L'administration Obama a rendu un détenu de Guantánamo au Koweït mercredi à l'aube, et se prépare à en libérer une quinzaine d'autres cet hiver après des mois de blocage, dans le but ultime de fermer cette prison très critiquée.

L'avion du gouvernement koweïtien a décollé à 5 h 30 locales, quand le soleil se levait sur la base navale américaine située sur l'île de Cuba.

À son bord, l'un des deux derniers Koweïtiens de Guantánamo, Fawzi al-Odah, 37 ans, qui devait rejoindre un centre de réinsertion spécialement conçu par le gouvernement koweïtien pour accueillir les anciens détenus de la prison américaine. Dix Koweïtiens y sont déjà passés.

Ce transfèrement, le premier d'un détenu de Guantánamo en cinq mois, réduit à 148 le nombre d'hommes encore enfermés dans les geôles de la prison érigée dans une enclave louée à Cuba, a annoncé sur place un porte-parole du Pentagone.

À l'instar de 79 autres prisonniers de Guantánamo libérables, Fawzi al-Odah n'a été ni inculpé, ni jugé et son départ avait été approuvé par l'administration Obama le 25 juillet dernier, a précisé le lieutenant-colonel Myles Caggins, sur la base navale américaine.

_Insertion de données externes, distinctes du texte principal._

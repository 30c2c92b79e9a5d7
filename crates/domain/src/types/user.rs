//! User accounts as managed through the admin API

use serde::{Deserialize, Serialize};
use serde_json::{Map, Value};

/// Account record returned by `/admin/users/`
#[derive(Debug, Clone, PartialEq, Serialize, Deserialize)]
pub struct UserAccount {
    pub id: i64,
    pub username: String,
    #[serde(default)]
    pub first_name: String,
    #[serde(default)]
    pub last_name: String,
    #[serde(default)]
    pub email: String,
    #[serde(default)]
    pub phone: Option<String>,
    #[serde(default)]
    pub position: Option<String>,
    #[serde(default)]
    pub groups: Vec<String>,
    #[serde(default = "default_active")]
    pub is_active: bool,
    #[serde(flatten)]
    pub extra: Map<String, Value>,
}

/// Payload for creating an account
#[derive(Debug, Clone, PartialEq, Eq, Serialize, Deserialize)]
pub struct NewUser {
    pub username: String,
    pub password: String,
    #[serde(default)]
    pub first_name: String,
    #[serde(default)]
    pub last_name: String,
    #[serde(default)]
    pub email: String,
    #[serde(default, skip_serializing_if = "Option::is_none")]
    pub phone: Option<String>,
    #[serde(default, skip_serializing_if = "Option::is_none")]
    pub position: Option<String>,
    #[serde(default)]
    pub groups: Vec<String>,
}

/// Self-service sign-up payload for `/register/`; no groups are granted
#[derive(Debug, Clone, PartialEq, Eq, Serialize, Deserialize)]
pub struct Registration {
    pub username: String,
    pub password: String,
    #[serde(default)]
    pub email: String,
    #[serde(default)]
    pub first_name: String,
    #[serde(default)]
    pub last_name: String,
    #[serde(default)]
    pub phone: String,
    #[serde(default)]
    pub position: String,
}

fn default_active() -> bool {
    true
}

Après son arrestation le 18 novembre 2001 à la frontière pakistano-afghane, Al-Odah était arrivé à Guantanamo parmi les premiers hommes vêtus de combinaisons orange et enfermés dans des cages à ciel ouvert. Il était soupçonné de liens étroits avec Al-Qaïda, en particulier avec Oussama ben Laden.

Mais le Comité de révision des situations (Periodic Review Board, PRB), créé par Barack Obama en 2011 dans le cadre de ses efforts pour fermer la prison, avait revu son dossier le 14 juillet.

En donnant son feu vert à sa libération, il avait admis le manque de crédibilité des témoignages concernant le Koweïtien, et reconnu «l'engagement personnel du détenu à participer au programme de réinsertion du gouvernement du Koweït» ainsi que «son important soutien familial».

Son rapatriement, près de 13 ans après son incarcération, intervient au lendemain d'une cuisante défaite électorale pour Barack Obama, qui accuse le Congrès de l'empêcher de fermer la prison, comme il le promet inlassablement.

Il survient également après des mois de blocage, depuis la libération controversée fin mai de cinq talibans en échange du sergent américain Bowe Bergdahl, au grand dam des élus républicains qui n'en avaient pas été informés au préalable et avaient protesté avec virulence.

Mais l'administration Obama a réitéré mercredi son intention d'accélérer les transfèrements, en accord avec la loi, dans le but ultime de fermer la prison.

«Le ministère de la Défense espère transférer une quinzaine de détenus dans des pays d'Amérique du Sud et d'Europe dans les deux mois, ou au cours de l'hiver», a déclaré à l'AFP un responsable militaire, sous couvert d'anonymat.

Ce responsable a précisé qu'un pays d'accueil avait été trouvé - mais non finalisé - pour une petite vingtaine d'hommes de Guantánamo.

La libération de six d'entre eux à destination de l'Uruguay a été bloquée pour des raisons politiques et la situation instable du Yémen rend pour l'heure tout transfert difficile dans ce pays.

Il reste 79 détenus de Guantánamo, dont une majorité de Yéménites, qui ont reçu «une approbation pour transfert». Cela signifie qu'ils sont théoriquement libérables dès que l'administration trouvera un endroit pour les transférer.

«Le ministère de la Défense oeuvre assidûment pour transférer les détenus qui restent à Guantánamo», a précisé à l'AFP le lieutenant-colonel Caggins. Mais il le fera «en accord avec les exigences de la loi» en notifiant dûment le Congrès avant tout transfert, a-t-il précisé, soulignant que «la fermeture de Guantánamo est une priorité du Pentagone».

Le président Barack Obama a été soupçonné récemment dans des médias de vouloir court-circuiter le Congrès, dont la majorité politique lui est défavorable.

«Le président a toujours la possibilité de fermer Guantánamo. Un Congrès encore moins favorable pourrait finalement l'aider à user de ce pouvoir», a estimé Andrea Prasow, experte de Guantánamo à Human Rights Watch, au lendemain de l'élection. «À moins de deux ans de la fin de son mandat, Obama sait qu'il est temps de passer vraiment à l'action».